Kelen, c’est quoi ? Quelle est ton ambition ?
Je souhaite contribuer à montrer l’Afrique sous une perspective différente, une Afrique riche, optimiste et belle !
Kelen est une organisation qui a pour objectif de mettre en relation des peintres africains et des espaces d’expositions à l’international – et ainsi soutenir les artistes et leurs communauté.
Pour cette première année d’activité, mon ambition est de promouvoir l’art Africain à Istanbul afin de mieux faire connaître la création Africaine. Au delà de la promotion d’artistes en tant que tels, je souhaite contribuer à montrer l’Afrique sous une perspective différente, une Afrique riche, optimiste et belle !
Pourquoi as-tu choisi de soutenir des artistes plutôt que des ONGs ?
J’ai travaillé pendant plusieurs années au sein d’ONGs, et j’avais envie d’être en lien plus direct avec des acteurs de développement. Selon moi, l’art est un facteur de développement.
Et c’est vrai que depuis que je mène ce projet, je rencontre des personnes exceptionnelles, passionnées par l’art et très conscientes de leur environnement politique, sociale, culturel….. Chacune de ses rencontres est une source d’inspiration pour approfondir le projet Kelen.
Pourquoi avoir choisi le nom « Kelen » ?
Kelen en bambara (langue du Mali) signifie « unité ». Je trouve qu’en ces temps difficiles, c’est un message d’unité qui trouve tout son sens.
Tu es expatriée en Turquie : quels sont les avantages (et inconvénients) que tu trouves à entreprendre depuis Istanbul ?
L’avantage est qu’étant novice dans l’univers de l’entrepreneuriat, j’apprends énormément, j’ai participé à plusieurs workshop très utiles. En fait je me dis que je n’ai rien à perdre et tout à gagner puisque ce que j’apprends et ce que j’entreprends est un plus, une nouvelle opportunité.
Ce que je trouve plus difficile en Turquie est de savoir vers qui et où obtenir de l’information notamment sur toutes les questions liées à la législation.

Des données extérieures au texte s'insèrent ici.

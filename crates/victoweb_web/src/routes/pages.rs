//! Public pages: home, health, legacy landing and committee pages.

use super::{chat_service, post_service, video_service};
use crate::error::ApiResult;
use crate::session::{BaseContext, Viewer};
use crate::state::AppState;
use axum::extract::{Path, State};
use axum::Json;
use serde::Serialize;
use victoweb_core::model::post::{Post, Video};
use victoweb_core::service::chat_service::{AdminHub, TaskFilter, LANDING_CHAT_SYSTEM_MESSAGE};
use victoweb_core::service::post_service::CommitteePosts;

#[derive(Serialize)]
pub(crate) struct HomePage {
    #[serde(flatten)]
    context: BaseContext,
    posts: Vec<Post>,
    videos: Vec<Video>,
    #[serde(skip_serializing_if = "Option::is_none")]
    admin_hub: Option<AdminHub>,
}

pub(crate) async fn home(
    State(state): State<AppState>,
    viewer: Viewer,
) -> ApiResult<Json<HomePage>> {
    let staff_viewer = viewer
        .account
        .as_ref()
        .filter(|account| account.is_admin())
        .map(|account| account.id);
    let clock = state.clock();
    let (posts, videos, admin_hub) = state
        .db
        .call(move |conn| {
            let posts = post_service(conn).list_posts()?;
            let videos = video_service(conn).list_videos()?;
            let admin_hub = match staff_viewer {
                Some(viewer_id) => Some(chat_service(conn).admin_hub(
                    Some(viewer_id),
                    &TaskFilter::default(),
                    LANDING_CHAT_SYSTEM_MESSAGE,
                    clock,
                )?),
                None => None,
            };
            Ok((posts, videos, admin_hub))
        })
        .await?;
    Ok(Json(HomePage {
        context: viewer.base_context(),
        posts,
        videos,
        admin_hub,
    }))
}

pub(crate) async fn health() -> &'static str {
    victoweb_core::ping()
}

pub(crate) async fn legacy(viewer: Viewer) -> Json<BaseContext> {
    Json(viewer.base_context())
}

#[derive(Serialize)]
pub(crate) struct CommitteePage {
    #[serde(flatten)]
    context: BaseContext,
    #[serde(flatten)]
    committee: CommitteePosts,
}

pub(crate) async fn committee(
    State(state): State<AppState>,
    viewer: Viewer,
    Path(key): Path<String>,
) -> ApiResult<Json<CommitteePage>> {
    let committee = state
        .db
        .call(move |conn| Ok(post_service(conn).committee_posts(&key)?))
        .await?;
    Ok(Json(CommitteePage {
        context: viewer.base_context(),
        committee,
    }))
}
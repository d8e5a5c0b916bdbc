//! SQLite migration registry and executor.
//!
//! # Responsibility
//! - Register schema migrations in strictly increasing order.
//! - Apply pending migrations atomically.
//!
//! # Invariants
//! - `version` values must remain monotonic.
//! - Applied migration version is mirrored to `PRAGMA user_version`.

use crate::db::{DbError, DbResult};
use log::info;
use rusqlite::Connection;

#[derive(Debug, Clone, Copy)]
struct Migration {
    version: u32,
    name: &'static str,
    sql: &'static str,
}

const MIGRATIONS: &[Migration] = &[
    Migration {
        version: 1,
        name: "init",
        sql: include_str!("0001_init.sql"),
    },
    Migration {
        version: 2,
        name: "admin_role",
        sql: include_str!("0002_admin_role.sql"),
    },
    Migration {
        version: 3,
        name: "post_media",
        sql: include_str!("0003_post_media.sql"),
    },
];

/// Schema version snapshot reported by the `migrate` command.
#[derive(Debug, Clone, Copy, PartialEq, Eq)]
pub struct MigrationStatus {
    pub current: u32,
    pub latest: u32,
}

impl MigrationStatus {
    pub fn is_current(&self) -> bool {
        self.current == self.latest
    }
}

/// Returns the latest migration version known by this binary.
pub fn latest_version() -> u32 {
    MIGRATIONS.last().map_or(0, |migration| migration.version)
}

/// Returns `(name, version)` pairs for every registered migration.
pub fn registered_migrations() -> Vec<(u32, &'static str)> {
    MIGRATIONS
        .iter()
        .map(|migration| (migration.version, migration.name))
        .collect()
}

/// Reads the schema version of an open connection without changing it.
pub fn migration_status(conn: &Connection) -> DbResult<MigrationStatus> {
    Ok(MigrationStatus {
        current: current_user_version(conn)?,
        latest: latest_version(),
    })
}

/// Applies all pending migrations on the provided connection.
pub fn apply_migrations(conn: &mut Connection) -> DbResult<()> {
    let current_version = current_user_version(conn)?;
    let latest = latest_version();

    if current_version > latest {
        return Err(DbError::UnsupportedSchemaVersion {
            db_version: current_version,
            latest_supported: latest,
        });
    }

    if current_version == latest {
        return Ok(());
    }

    let tx = conn.transaction()?;
    for migration in MIGRATIONS {
        if migration.version <= current_version {
            continue;
        }

        tx.execute_batch(migration.sql)?;
        tx.execute_batch(&format!("PRAGMA user_version = {};", migration.version))?;
        info!(
            "event=db_migrate module=db status=ok version={} name={}",
            migration.version, migration.name
        );
    }
    tx.commit()?;

    Ok(())
}

fn current_user_version(conn: &Connection) -> DbResult<u32> {
    let version = conn.query_row("PRAGMA user_version;", [], |row| row.get::<_, u32>(0))?;
    Ok(version)
}
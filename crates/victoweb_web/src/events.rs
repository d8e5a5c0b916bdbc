//! Live update fan-out for the admin hub.
//!
//! # Responsibility
//! - Track connected server-sent-event clients.
//! - Push `chat` / `tasks` change notices to every client without letting a
//!   slow one hold up the rest.
//!
//! # Invariants
//! - Each subscriber queue holds at most [`SUBSCRIBER_QUEUE_CAPACITY`]
//!   events; overflow is dropped for that subscriber only.
//! - A [`Subscription`] removes itself from the hub when dropped.

use axum::body::Body;
use axum::http::header;
use axum::response::{IntoResponse, Response};
use futures::stream;
use log::{debug, info};
use std::collections::HashMap;
use std::convert::Infallible;
use std::sync::atomic::{AtomicU64, Ordering};
use std::sync::{Arc, Mutex, PoisonError};
use std::time::{Duration, SystemTime, UNIX_EPOCH};
use tokio::sync::mpsc;

pub const SUBSCRIBER_QUEUE_CAPACITY: usize = 4;
pub const HEARTBEAT_INTERVAL: Duration = Duration::from_secs(30);

/// What changed on the hub.
#[derive(Debug, Clone, Copy, PartialEq, Eq)]
pub enum HubChange {
    Chat,
    Tasks,
}

impl HubChange {
    pub fn as_str(self) -> &'static str {
        match self {
            Self::Chat => "chat",
            Self::Tasks => "tasks",
        }
    }
}

#[derive(Default)]
pub struct AdminEventHub {
    subscribers: Mutex<HashMap<u64, mpsc::Sender<String>>>,
    next_id: AtomicU64,
}

impl AdminEventHub {
    pub fn new() -> Self {
        Self::default()
    }

    pub fn register(self: &Arc<Self>) -> Subscription {
        let (sender, receiver) = mpsc::channel(SUBSCRIBER_QUEUE_CAPACITY);
        let id = self.next_id.fetch_add(1, Ordering::Relaxed);
        let count = {
            let mut subscribers = self.lock();
            subscribers.insert(id, sender);
            subscribers.len()
        };
        info!(
            "event=hub_subscribe module=events status=ok subscriber_id={} subscribers={}",
            id, count
        );
        Subscription {
            id,
            hub: Arc::clone(self),
            receiver,
        }
    }

    /// Queues `event` for every subscriber; returns how many accepted it.
    pub fn broadcast(&self, event: &str) -> usize {
        let targets: Vec<(u64, mpsc::Sender<String>)> = self
            .lock()
            .iter()
            .map(|(id, sender)| (*id, sender.clone()))
            .collect();
        let mut delivered = 0;
        for (id, sender) in targets {
            match sender.try_send(event.to_string()) {
                Ok(()) => delivered += 1,
                Err(_) => debug!(
                    "event=hub_broadcast module=events status=skipped subscriber_id={}",
                    id
                ),
            }
        }
        delivered
    }

    pub fn broadcast_change(&self, change: HubChange) -> usize {
        self.broadcast(&format_event(change.as_str(), &timestamp_nanos().to_string()))
    }

    pub fn subscriber_count(&self) -> usize {
        self.lock().len()
    }

    fn unregister(&self, id: u64) {
        let count = {
            let mut subscribers = self.lock();
            subscribers.remove(&id);
            subscribers.len()
        };
        info!(
            "event=hub_unsubscribe module=events status=ok subscriber_id={} subscribers={}",
            id, count
        );
    }

    fn lock(&self) -> std::sync::MutexGuard<'_, HashMap<u64, mpsc::Sender<String>>> {
        self.subscribers
            .lock()
            .unwrap_or_else(PoisonError::into_inner)
    }
}

pub struct Subscription {
    id: u64,
    hub: Arc<AdminEventHub>,
    receiver: mpsc::Receiver<String>,
}

impl Subscription {
    pub async fn recv(&mut self) -> Option<String> {
        self.receiver.recv().await
    }

    /// Next event, or a heartbeat after `idle` without one.
    pub async fn next_event(&mut self, idle: Duration) -> Option<String> {
        match tokio::time::timeout(idle, self.receiver.recv()).await {
            Ok(event) => event,
            Err(_) => Some(heartbeat_event()),
        }
    }
}

impl Drop for Subscription {
    fn drop(&mut self) {
        self.hub.unregister(self.id);
    }
}

/// Wire form of one server-sent event.
pub fn format_event(event_type: &str, data: &str) -> String {
    let data = if data.trim().is_empty() { "noop" } else { data };
    format!("event: {event_type}\ndata: {data}\n\n")
}

pub fn heartbeat_event() -> String {
    let secs = SystemTime::now()
        .duration_since(UNIX_EPOCH)
        .map(|elapsed| elapsed.as_secs())
        .unwrap_or_default();
    format_event("heartbeat", &secs.to_string())
}

fn timestamp_nanos() -> u128 {
    SystemTime::now()
        .duration_since(UNIX_EPOCH)
        .map(|elapsed| elapsed.as_nanos())
        .unwrap_or_default()
}

/// Streaming `text/event-stream` response bound to a fresh subscription.
pub fn event_stream_response(hub: &Arc<AdminEventHub>, idle: Duration) -> Response {
    let subscription = hub.register();
    let events = stream::unfold(
        (subscription, true),
        move |(mut subscription, first)| async move {
            if first {
                return Some((Ok::<_, Infallible>(heartbeat_event()), (subscription, false)));
            }
            let event = subscription.next_event(idle).await?;
            Some((Ok(event), (subscription, false)))
        },
    );
    (
        [
            (header::CONTENT_TYPE, "text/event-stream"),
            (header::CACHE_CONTROL, "no-cache"),
        ],
        [("x-accel-buffering", "no")],
        Body::from_stream(events),
    )
        .into_response()
}

#[cfg(test)]
mod tests {
    use super::*;

    #[test]
    fn formats_events_and_fills_blank_data() {
        assert_eq!(format_event("chat", "42"), "event: chat\ndata: 42\n\n");
        assert_eq!(format_event("tasks", "  "), "event: tasks\ndata: noop\n\n");
        assert!(heartbeat_event().starts_with("event: heartbeat\ndata: "));
    }

    #[tokio::test]
    async fn broadcast_reaches_subscribers_and_drop_unregisters() {
        let hub = Arc::new(AdminEventHub::new());
        let mut first = hub.register();
        let second = hub.register();
        assert_eq!(hub.subscriber_count(), 2);

        assert_eq!(hub.broadcast(&format_event("chat", "1")), 2);
        assert_eq!(first.recv().await.as_deref(), Some("event: chat\ndata: 1\n\n"));

        drop(second);
        assert_eq!(hub.subscriber_count(), 1);
        assert_eq!(hub.broadcast_change(HubChange::Tasks), 1);
        let event = first.recv().await.unwrap_or_default();
        assert!(event.starts_with("event: tasks\ndata: "));
    }

    #[tokio::test]
    async fn full_queue_skips_only_the_slow_subscriber() {
        let hub = Arc::new(AdminEventHub::new());
        let _slow = hub.register();
        for _ in 0..SUBSCRIBER_QUEUE_CAPACITY {
            assert_eq!(hub.broadcast("event: chat\ndata: x\n\n"), 1);
        }
        let mut fresh = hub.register();
        assert_eq!(hub.broadcast("event: chat\ndata: y\n\n"), 1);
        assert_eq!(fresh.recv().await.as_deref(), Some("event: chat\ndata: y\n\n"));
    }

    #[tokio::test]
    async fn idle_subscription_yields_heartbeat() {
        let hub = Arc::new(AdminEventHub::new());
        let mut subscription = hub.register();
        let event = subscription
            .next_event(Duration::from_millis(10))
            .await
            .unwrap_or_default();
        assert!(event.starts_with("event: heartbeat"));
    }
}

Comment comptes-tu assures-tu la rentabilité financière de Kelen ?
Mon ambition est de faire connaitre des artistes Africains et de faciliter la vente de leurs oeuvres – ce qui donne lieu à une commission à chaque vente et permettra à terme à Kelen d’être financièrement rentable.
Je m’inscrit dans une logique gagnant-gagnant – puisque la vente de leurs oeuvres à l’international est un vrai levier pour les artistes : cela multiplie les débouchés et les occasions de ventes, mais aussi fait monter la valeur de leur art.
Au delà des ventes d’oeuvres d’art, mon activité m’amène aussi à promouvoir l’art Africain dans des conférences et événements.
Je négocie aussi des partenariats sur le long-terme avec plusieurs galeries d’art – et j’ai pour projet d’organiser un événement culturel d’ici la fin 2016.
Quels sont tes 3 conseils pour celles et ceux qui souhaitent acheter de l’art africain contemporain?
- Quand on parle d’art Africain, on pense d’abord à l’art premier ou art primitif (bien qu’un peu péjoratif désormais) qui a meme son musée à Paris. L’art contemporain Africain est tout aussi riche, divers et permet de découvrir un nouvel univers de creation. Il permet également de favoriser un échange culturel.
- Acheter de l’art Africain est également un acte qui a du sens car je suis intimement persuadée que l’art et la culture sont des facteurs de développement.
- Depuis quelques années l’art contemporain occupe une place plus visible dans les grands événements artistiques internationaux et de ce fait cet art est désormais reconnu. Plus exposés, plus présents sur le marché de l’art, les artistes Africains font désormais l’objet de foires spécialisées (1:54 à Londres et New York, AKAA à Paris), de ventes et d’expositions à grand succès (à Paris, “Beauté Congo” à la Fondation Cartier en 2015, Seydou Keita au Grand-Palais en 2016)
Un mot de la fin ?
J’encourage toutes les personnes en expatriation ou autre à se lancer dans l’aventure de l’entrepreneuriat qui est une aventure passionnante. Pour ma part cette expatriation, tant sur le plan personnel que professionnel est synonyme de grands changements positifs dans ma vie.